# [Exercise details]
Return each line below holding the string "MaxIterations".

Stored items:
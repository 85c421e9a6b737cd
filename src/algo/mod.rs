//! Internal algorithm modules behind the relative exponentials.
//!
//! All functions are `pub(crate)`; the public API in the crate root wraps
//! them.
//!
//! # Return value convention
//!
//! Fallible routines return [`SfResult`](crate::SfResult). The error always
//! carries the value to report in place of the true result, so callers can
//! forward it unchanged or fall back to it.
//!
//! # Clippy suppressions
//!
//! Table-driven modules carry `clippy::excessive_precision` /
//! `clippy::approx_constant`: coefficients are written out to more digits
//! than f64 holds so that the same literals serve f32 and f64.

// Large-argument expansions
pub(crate) mod asym;
pub(crate) mod gamma;

// Moderate range
pub(crate) mod cf;
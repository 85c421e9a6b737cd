//! Status and error types shared by every evaluator.

use core::fmt;

use crate::machine::SfFloat;

/// Kind of failure reported by an evaluator.
#[derive(Debug, Clone, Copy, PartialEq, Eq, Hash)]
pub enum ErrorKind {
    /// Argument outside the function's domain (e.g. negative order).
    Domain,
    /// Result magnitude exceeds the representable range.
    Overflow,
    /// Result magnitude is below the representable range.
    Underflow,
    /// Iterative algorithm hit its iteration cap before converging.
    MaxIterations,
}

impl fmt::Display for ErrorKind {
    fn fmt(&self, f: &mut fmt::Formatter<'_>) -> fmt::Result {
        match self {
            ErrorKind::Domain => write!(f, "domain error: argument outside the function's domain"),
            ErrorKind::Overflow => {
                write!(f, "overflow: result magnitude exceeds representable range")
            }
            ErrorKind::Underflow => {
                write!(f, "underflow: result magnitude below representable range")
            }
            ErrorKind::MaxIterations => {
                write!(f, "iteration limit exceeded: algorithm did not converge")
            }
        }
    }
}

impl core::error::Error for ErrorKind {}

/// Failure of an evaluation, with the value reported in its place.
///
/// `value` is 0.0 for [`ErrorKind::Domain`], [`ErrorKind::Overflow`] and
/// [`ErrorKind::Underflow`]. For [`ErrorKind::MaxIterations`] it holds the
/// last estimate, which is usually still usable at reduced accuracy.
#[derive(Debug, Clone, Copy, PartialEq)]
pub struct Error<T> {
    /// What went wrong.
    pub kind: ErrorKind,
    /// Sentinel or best-effort value.
    pub value: T,
}

impl<T: SfFloat> Error<T> {
    #[inline]
    pub(crate) fn domain() -> Self {
        Error {
            kind: ErrorKind::Domain,
            value: T::zero(),
        }
    }

    #[inline]
    pub(crate) fn overflow() -> Self {
        Error {
            kind: ErrorKind::Overflow,
            value: T::zero(),
        }
    }

    #[inline]
    pub(crate) fn underflow() -> Self {
        Error {
            kind: ErrorKind::Underflow,
            value: T::zero(),
        }
    }

    #[inline]
    pub(crate) fn max_iterations(estimate: T) -> Self {
        Error {
            kind: ErrorKind::MaxIterations,
            value: estimate,
        }
    }
}

impl<T> fmt::Display for Error<T> {
    fn fmt(&self, f: &mut fmt::Formatter<'_>) -> fmt::Result {
        fmt::Display::fmt(&self.kind, f)
    }
}

impl<T: fmt::Debug> core::error::Error for Error<T> {}

/// Outcome of an evaluation: the value, or an [`Error`] carrying its sentinel.
pub type SfResult<T> = Result<T, Error<T>>;
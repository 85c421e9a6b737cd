//! Large-argument expansions of exprel_n.
//!
//! All three branches start from
//!
//! ```text
//! exprel_n(x) = e^x n! / x^n (1 - Γ(n, x) / Γ(n))
//! ```
//!
//! and, for integer n, the terminating expansion
//! Γ(n, x) = x^(n-1) e^(-x) Σ_{k<n} (n-1)!/(n-1-k)! x^(-k).

use crate::algo::gamma::{ln_factorial, ln_gamma};
use crate::elementary;
use crate::machine::SfFloat;
use crate::types::{Error, SfResult};

/// Σ_{k=0}^{n-1} t_k with t_0 = 1, t_k = t_{k-1} (n - k) / x.
pub(crate) fn gamma_tail_sum<T: SfFloat>(n: i32, x: T) -> T {
    let mut term = T::one();
    let mut sum = T::one();
    for k in 1..n {
        term = term * T::from_i32(n - k) / x;
        sum = sum + term;
    }
    sum
}

/// ln(e^x n! / x^n).
#[inline]
fn ln_prefactor<T: SfFloat>(n: i32, x: T) -> T {
    x + ln_factorial::<T>(n.unsigned_abs()) - T::from_i32(n) * x.ln()
}

/// x > 12 n: the polynomial part is negligible, exprel_n(x) ≈ e^x n!/x^n.
///
/// Overflow and underflow come from the final exponentiation. At x = +inf
/// the logarithm is inf - inf, reported as overflow.
pub(crate) fn large_positive<T: SfFloat>(n: i32, x: T) -> SfResult<T> {
    let lnpre = ln_prefactor(n, x);
    if lnpre.is_nan() {
        return Err(Error::overflow());
    }
    elementary::exp(lnpre)
}

/// n < x <= 12 n: prefactor times the incomplete-gamma correction.
pub(crate) fn moderate_positive<T: SfFloat>(n: i32, x: T) -> SfResult<T> {
    let one = T::one();
    let nf = T::from_i32(n);

    let lnpre = ln_prefactor(n, x);
    if lnpre.is_nan() || lnpre >= T::log_max() - T::from_f64(5.0) {
        return Err(Error::overflow());
    }

    // x^(n-1) e^(-x) / Γ(n), kept in log space so that large n cannot
    // produce inf * 0.
    let ln_tail = -x + (nf - one) * x.ln() - ln_gamma(nf)?;
    let sum = gamma_tail_sum(n, x);
    Ok(lnpre.exp() * (one - ln_tail.exp() * sum))
}

/// x <= -10 n: e^x n!/x^n vanishes and only the polynomial part survives.
pub(crate) fn large_negative<T: SfFloat>(n: i32, x: T) -> T {
    -(T::from_i32(n) / x) * gamma_tail_sum(n, x)
}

# [Reply to the task]
    MaxIterations,
            ErrorKind::MaxIterations => {
/// [`ErrorKind::Underflow`]. For [`ErrorKind::MaxIterations`] it holds the
            kind: ErrorKind::MaxIterations,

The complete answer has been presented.